# Signs of a Codependent Relationship



## David Baxter PhD (Aug 19, 2007)

Signs of a Codependent Relationship
August 14, 2007
By Jeanie Lerche Davis, _WebMD_ 

_Unhealthy dependencies and repressed anger could be just a few red flags that you are codependent._

She knows it's not right. Once again, Carol (not her real name) has lent money to her son -- this time to get his car fixed. This son is 35 and still living in the family room, where he's coasted since high school. Carol feels guilty giving him money, but what can she do? He needs to get his car fixed. He needs to look for work.

It's a common scenario in today's world. It's also an example of a codependent relationship.

Family secrets. Guilt. Shame. Repressed anger. Low self-esteem. Compromising your own values to avoid another person's rejection or anger. Those are just a few red flags of codependence. 

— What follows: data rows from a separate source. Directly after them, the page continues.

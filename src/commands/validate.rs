//! Validate command implementation.

use anyhow::Result;
use std::path::Path;
use tracing::debug;

use crate::plan::Plan;

/// Run the validate command
pub async fn run(config_path: &Path) -> Result<()> {
    let config = super::load_config(config_path)?;
    let plan = Plan::build(&config)?;

    for resource in plan.resources() {
        debug!("{} <- [{}]", resource.name, resource.depends_on.join(", "));
    }

    println!(
        "[OK] {:?} is valid: {} resources, {} services",
        config_path,
        plan.resources().len(),
        config.services.len()
    );
    Ok(())
}
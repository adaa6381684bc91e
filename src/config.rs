//! Manifest loading and validation.

use anyhow::{Context, Result};
use serde::{Deserialize, Serialize};
use std::collections::BTreeSet;
use std::path::{Path, PathBuf};
use zeroize::{Zeroize, ZeroizeOnDrop};

use crate::compose::types::ComposeServiceConfig;
use crate::compose::DEFAULT_SECRETS_ROOT;
use crate::error::ProvisionError;
use crate::firewall::chain::{ChainSpec, PrecreateChain, RuleCommandSpec};
use crate::firewall::ipset::IpSetConfig;
use crate::network::{Network, NetworkConfig};
use crate::remote::Connection;
use crate::validation::validate_chain_name;

pub const DEFAULT_CONFIG_PATH: &str = "/etc/hostward/hostward.yaml";

/// Secure string type that zeroizes memory on drop
#[derive(Clone, Default, Serialize, Deserialize, Zeroize, ZeroizeOnDrop)]
#[serde(transparent)]
pub struct SecretString(String);

impl SecretString {
    pub fn new(s: String) -> Self {
        Self(s)
    }

    pub fn as_str(&self) -> &str {
        &self.0
    }

    pub fn is_empty(&self) -> bool {
        self.0.is_empty()
    }
}

impl std::fmt::Debug for SecretString {
    fn fmt(&self, f: &mut std::fmt::Formatter<'_>) -> std::fmt::Result {
        f.write_str("[REDACTED]")
    }
}

impl From<String> for SecretString {
    fn from(s: String) -> Self {
        Self(s)
    }
}

impl From<&str> for SecretString {
    fn from(s: &str) -> Self {
        Self(s.to_string())
    }
}

fn default_secrets_root() -> String {
    DEFAULT_SECRETS_ROOT.to_string()
}

#[derive(Debug, Clone, Default, Deserialize)]
#[serde(default, deny_unknown_fields)]
pub struct FirewallConfig {
    /// Install iptables, ipset and their persistence packages first
    pub install_packages: bool,
    /// Run `netfilter-persistent save` after any firewall change
    pub persist: bool,
    pub precreate_chains: Vec<PrecreateChain>,
    pub ipsets: Vec<IpSetConfig>,
    pub chains: Vec<ChainSpec>,
    pub rules: Vec<RuleCommandSpec>,
}

impl FirewallConfig {
    pub fn is_empty(&self) -> bool {
        self.precreate_chains.is_empty()
            && self.ipsets.is_empty()
            && self.chains.is_empty()
            && self.rules.is_empty()
    }
}

/// One remote host and everything provisioned on it.
#[derive(Debug, Clone, Deserialize)]
#[serde(deny_unknown_fields)]
pub struct Config {
    pub connection: Connection,
    /// Defaults to `/var/lib/hostward/state.json`
    #[serde(default)]
    pub state_file: Option<PathBuf>,
    /// Root of the per-service secrets directories on the host
    #[serde(default = "default_secrets_root")]
    pub secrets_root: String,
    #[serde(default)]
    pub firewall: FirewallConfig,
    #[serde(default)]
    pub networks: Vec<NetworkConfig>,
    #[serde(default)]
    pub services: Vec<ComposeServiceConfig>,
}

fn check_unique<'a>(kind: &str, names: impl IntoIterator<Item = &'a str>) -> Result<()> {
    let mut seen = BTreeSet::new();
    for name in names {
        if !seen.insert(name) {
            anyhow::bail!(ProvisionError::Config(format!(
                "Duplicate {} name '{}'",
                kind, name
            )));
        }
    }
    Ok(())
}

fn resolve(base: &Path, path: &mut PathBuf) {
    if path.is_relative() {
        *path = base.join(&*path);
    }
}

impl Config {
    /// Load configuration from YAML file
    pub fn load<P: AsRef<Path>>(path: P) -> Result<Self> {
        let path = path.as_ref();
        let content = std::fs::read_to_string(path)
            .with_context(|| format!("Failed to read config file: {:?}", path))?;
        let mut config = Self::from_yaml(&content)
            .with_context(|| format!("Failed to parse config file: {:?}", path))?;

        let base = path.parent().unwrap_or(Path::new("."));
        config.resolve_paths(base);
        config.validate()?;

        Ok(config)
    }

    pub fn from_yaml(content: &str) -> Result<Self> {
        Ok(serde_yaml::from_str(content)?)
    }

    /// Make build contexts, mount sources and the state file relative to `base`.
    pub fn resolve_paths(&mut self, base: &Path) {
        if let Some(state) = self.state_file.as_mut() {
            resolve(base, state);
        }
        for service in &mut self.services {
            if let Some(build) = service.service.build.as_mut() {
                resolve(base, &mut build.context);
            }
            for mount in &mut service.mounts {
                resolve(base, &mut mount.source);
            }
        }
    }

    pub fn state_path(&self) -> PathBuf {
        self.state_file
            .clone()
            .unwrap_or_else(|| PathBuf::from(crate::state::DEFAULT_STATE_FILE))
    }

    /// Validate configuration values
    pub fn validate(&self) -> Result<()> {
        self.connection.validate()?;

        if !self.secrets_root.starts_with('/') || self.secrets_root.trim_end_matches('/').is_empty()
        {
            anyhow::bail!(ProvisionError::Config(format!(
                "secrets_root must be an absolute directory below /: {}",
                self.secrets_root
            )));
        }

        let fw = &self.firewall;
        for chain in &fw.precreate_chains {
            validate_chain_name(&chain.name)?;
        }
        // chains are scoped to their table: nat/PREROUTING and mangle/PREROUTING are distinct
        let chain_ids: Vec<String> = fw
            .chains
            .iter()
            .map(|c| format!("{}/{}", c.table, c.name))
            .collect();
        check_unique("chain", chain_ids.iter().map(String::as_str))?;
        check_unique("ipset", fw.ipsets.iter().map(|s| s.name.as_str()))?;
        check_unique("rule", fw.rules.iter().map(|r| r.name.as_str()))?;
        for rule in &fw.rules {
            crate::validation::validate_identifier("rule", &rule.name)?;
            validate_chain_name(&rule.chain)?;
        }

        check_unique("network", self.networks.iter().map(|n| n.name.as_str()))?;
        for network in &self.networks {
            Network::from_config(network)?;
        }

        check_unique("service", self.services.iter().map(|s| s.name.as_str()))?;
        for service in &self.services {
            crate::compose::spec::validate(service)?;
        }

        Ok(())
    }

    /// Commented default manifest
    pub fn generate_default_yaml() -> String {
        include_str!("../templates/hostward.yaml").to_string()
    }
}

#[cfg(test)]
mod tests {
    use super::*;
    use std::fs;
    use tempfile::TempDir;

    const MINIMAL: &str = "
connection:
  host: 203.0.113.10
  user: deploy
  home_dir: /home/deploy
";

    fn with(extra: &str) -> Config {
        Config::from_yaml(&format!("{}{}", MINIMAL, extra)).unwrap()
    }

    #[test]
    fn test_secret_string_debug_redacted() {
        let secret = SecretString::from("hunter2");
        assert_eq!(format!("{:?}", secret), "[REDACTED]");
        assert_eq!(secret.as_str(), "hunter2");
        assert!(!secret.is_empty());
    }

    #[test]
    fn test_minimal_config_defaults() {
        let config = with("");
        assert_eq!(config.secrets_root, DEFAULT_SECRETS_ROOT);
        assert!(config.firewall.is_empty());
        assert!(!config.firewall.persist);
        assert!(config.validate().is_ok());
    }

    #[test]
    fn test_unknown_keys_rejected() {
        assert!(Config::from_yaml(&format!("{}backend: nftables\n", MINIMAL)).is_err());
    }

    #[test]
    fn test_default_template_is_valid() {
        let config = Config::from_yaml(&Config::generate_default_yaml()).unwrap();
        config.validate().unwrap();
        assert!(!config.services.is_empty());
        assert!(!config.firewall.chains.is_empty());
    }

    #[test]
    fn test_duplicate_names_rejected() {
        let config = with(
            "firewall:\n  ipsets:\n    - {name: BLOCK, type: 'hash:ip'}\n    - {name: BLOCK, type: 'hash:net'}\n",
        );
        let err = config.validate().unwrap_err();
        assert!(err.to_string().contains("Duplicate ipset name 'BLOCK'"));
    }

    #[test]
    fn test_same_chain_name_in_two_tables() {
        let config = with(
            "firewall:\n  chains:\n    - {name: PREROUTING, table: nat, already_created: true}\n    - {name: PREROUTING, table: mangle, already_created: true}\n",
        );
        config.validate().unwrap();

        let config = with(
            "firewall:\n  chains:\n    - {name: PREROUTING, table: nat}\n    - {name: PREROUTING, table: nat}\n",
        );
        let err = config.validate().unwrap_err();
        assert!(err.to_string().contains("Duplicate chain name 'nat/PREROUTING'"));
    }

    #[test]
    fn test_invalid_host_rejected() {
        let mut config = with("");
        config.connection.host = "deploy@host".into();
        assert!(config.validate().is_err());
    }

    #[test]
    fn test_malformed_network_rejected() {
        let config = with("networks:\n  - {name: lan, cidr: 10.0.0.0/33}\n");
        let err = config.validate().unwrap_err();
        assert!(matches!(
            err.downcast_ref::<ProvisionError>(),
            Some(ProvisionError::NetworkClaim { .. })
        ));
    }

    #[test]
    fn test_relative_secrets_root_rejected() {
        let config = with("secrets_root: secrets\n");
        assert!(config.validate().is_err());

        let mut config = with("state_file: state.json\n");
        config.resolve_paths(Path::new("/srv/infra"));
        assert_eq!(config.state_path(), PathBuf::from("/srv/infra/state.json"));
    }

    #[test]
    fn test_load_resolves_paths() {
        let dir = TempDir::new().unwrap();
        let path = dir.path().join("hostward.yaml");
        fs::write(
            &path,
            format!(
                "{}services:
  - name: web
    deploy_type: replace
    userns_remap: {{start: 100000, length: 65536}}
    service:
      user: ROOT_USER
      healthcheck: NO_SHELL
      build: {{context: ./app}}
    mounts:
      - {{name: conf, source: conf, on_container: /etc/app}}
",
                MINIMAL
            ),
        )
        .unwrap();

        let config = Config::load(&path).unwrap();
        let service = &config.services[0];
        assert_eq!(
            service.service.build.as_ref().unwrap().context,
            dir.path().join("./app")
        );
        assert_eq!(service.mounts[0].source, dir.path().join("conf"));
        assert_eq!(
            config.state_path(),
            PathBuf::from(crate::state::DEFAULT_STATE_FILE)
        );
    }

    #[test]
    fn test_load_missing_file() {
        let err = Config::load("/nonexistent/hostward.yaml").unwrap_err();
        assert!(err.to_string().contains("Failed to read config file"));
    }
}
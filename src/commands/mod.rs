//! CLI command implementations.

pub mod apply;
pub mod destroy;
pub mod init;
pub mod plan;
pub mod render;
pub mod validate;

use anyhow::{Context, Result};
use std::path::{Path, PathBuf};

use crate::config::Config;

/// Load and validate the manifest.
pub(crate) fn load_config(config_path: &Path) -> Result<Config> {
    Config::load(config_path)
        .with_context(|| format!("Failed to load config from {:?}", config_path))
}

/// `--state` wins over `state_file` from the manifest.
pub(crate) fn state_path(config: &Config, state_override: Option<&Path>) -> PathBuf {
    state_override
        .map(Path::to_path_buf)
        .unwrap_or_else(|| config.state_path())
}

#[cfg(test)]
mod tests {
    use super::*;

    #[test]
    fn test_state_override_wins() {
        let mut config = Config::from_yaml(
            "connection: {host: 203.0.113.10, user: deploy, home_dir: /home/deploy}\n",
        )
        .unwrap();
        config.state_file = Some(PathBuf::from("/srv/state.json"));
        assert_eq!(state_path(&config, None), PathBuf::from("/srv/state.json"));
        assert_eq!(
            state_path(&config, Some(Path::new("/tmp/other.json"))),
            PathBuf::from("/tmp/other.json")
        );
    }
}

Indeed, codependence is a term once linked only to alcoholism or drug addiction. "Codependent meant the person who enabled the alcoholic," says Avrum Geurin Weiss, PhD, director the Pine River Psychotherapy Training Institute in Atlanta. "The classic situation is the husband gets drunk, can't go in to work, so the wife calls the boss and says he won't be in today."

Today's psychologists have a broader definition. "It really is about unhealthy emotional dependencies," says Carol Cannon, MA, a counselor and program director at The Bridge to Recovery in Bowling Green, Ky.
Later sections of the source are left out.